Varnay is not above score settling (in her genteel way, she eviscerates Rudolf Bing and she details her feud and glorious reconciliation with Karajan - a Salzburg Elektra that everyone should hear), but her narrative is quite gracious and restrained overall.
It's also engrossing to read. Although Varnay spends a little more time than perhaps she needed telling us what a hard worker and consummate professional she was and is, her actual thinking about the operas and characters she was involved in is fascinating stuff and a valuable guide for singers and perhaps actors as well.

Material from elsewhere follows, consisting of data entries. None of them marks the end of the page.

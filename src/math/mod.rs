//! Closed-form distribution mathematics.
//!
//! Each family implements [`Univariate`] on plain, already-validated
//! parameters. Callers are responsible for rejecting NaN and out-of-domain
//! evaluation points before calling in; the formulae here assume both.

pub mod continuous;
pub mod discrete;
pub mod special;

use crate::error::Result;
use crate::rng::Generator;
use crate::types::OperationResult;

pub use continuous::{Exponential, Gamma, LogNormal, Logistic, Normal, Uniform, Weibull};
pub use discrete::{Bernoulli, Binomial, Poisson};

/// Math interface implemented once per family.
pub trait Univariate {
    /// Smallest closed interval containing every possible variate.
    fn range(&self) -> (f64, f64);

    /// Interval on which the density or mass is positive.
    ///
    /// Unbounded ends are reported as the largest finite magnitude.
    fn support(&self) -> (f64, f64) {
        let (lo, hi) = self.range();
        (lo.max(-f64::MAX), hi.min(f64::MAX))
    }

    /// Interval of evaluation points accepted by `pdf` and `cdf`.
    fn domain(&self) -> (f64, f64) {
        self.range()
    }

    fn pdf(&self, x: f64) -> f64;

    fn ln_pdf(&self, x: f64) -> f64 {
        self.pdf(x).ln()
    }

    fn cdf(&self, x: f64) -> f64;

    /// Survival function 1 − F(x).
    fn sf(&self, x: f64) -> f64 {
        1.0 - self.cdf(x)
    }

    /// Inverse CDF for `p` in [0, 1].
    fn quantile(&self, p: f64) -> f64;

    /// Value `x` with P(X > x) = `q`.
    fn quantile_complement(&self, q: f64) -> f64 {
        self.quantile(1.0 - q)
    }

    fn mean(&self) -> f64;

    fn variance(&self) -> f64;

    fn std_dev(&self) -> f64 {
        self.variance().sqrt()
    }

    /// Most likely value, or `None` where it is undefined.
    fn mode(&self) -> Option<f64>;

    fn median(&self) -> f64 {
        self.quantile(0.5)
    }

    fn skewness(&self) -> f64;

    fn excess_kurtosis(&self) -> f64;

    /// Draws one variate.
    ///
    /// # Errors
    ///
    /// Returns `SamplingError` if the random-variate collaborator rejects the parameters.
    fn sample(&self, rng: &mut Generator) -> Result<OperationResult>;
}

/// Smallest integer `k` in `[lo, hi]` with `cdf(k) >= p`, by binary search.
pub(crate) fn discrete_quantile(cdf: impl Fn(f64) -> f64, p: f64, lo: f64, hi: f64) -> f64 {
    let mut lo = lo;
    let mut hi = hi;
    if hi.is_infinite() {
        let mut probe = lo.max(1.0);
        while cdf(probe) < p && probe < 2f64.powi(53) {
            lo = probe;
            probe *= 2.0;
        }
        hi = probe;
    }
    if cdf(lo) >= p {
        return lo;
    }
    // Invariant: cdf(lo) < p <= cdf(hi)
    while hi - lo > 1.0 {
        let mid = (lo + (hi - lo) / 2.0).floor();
        if cdf(mid) < p {
            lo = mid;
        } else {
            hi = mid;
        }
    }
    hi
}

Following her around the world to different opera houses and watching how things work (or, all too often, don't work) is engrossing and her comments on professional colleagues - always judicious - are usually quite on the mark.
There are only a few videos available showing Varnay's art (which is too bad) and not many more sound-only recordings (which is even worse). If you look, you can find her as Brunnhilde in Act III of Die Walkure (EMI with Karajan - they were getting along then) and a complete Gotterdammerung (Testament with Knappertsbusch)both from the 1951 Bayreuth festival; a couple of Ortruds from Bayreuth Lohengrins; a Senta from Bayreuth conducted by Knappertsbusch (Music & Arts); and the Salzburg Elektra with Karajan (Orfeo). There are also a couple of complete Rings available on private or semi-private labels and, allegedly, the 1955 Keilberth Ring due out on Testament. No Italian repertoire, alas, no Kundry, double alas, and no complete Tristan that I know of, triple alas.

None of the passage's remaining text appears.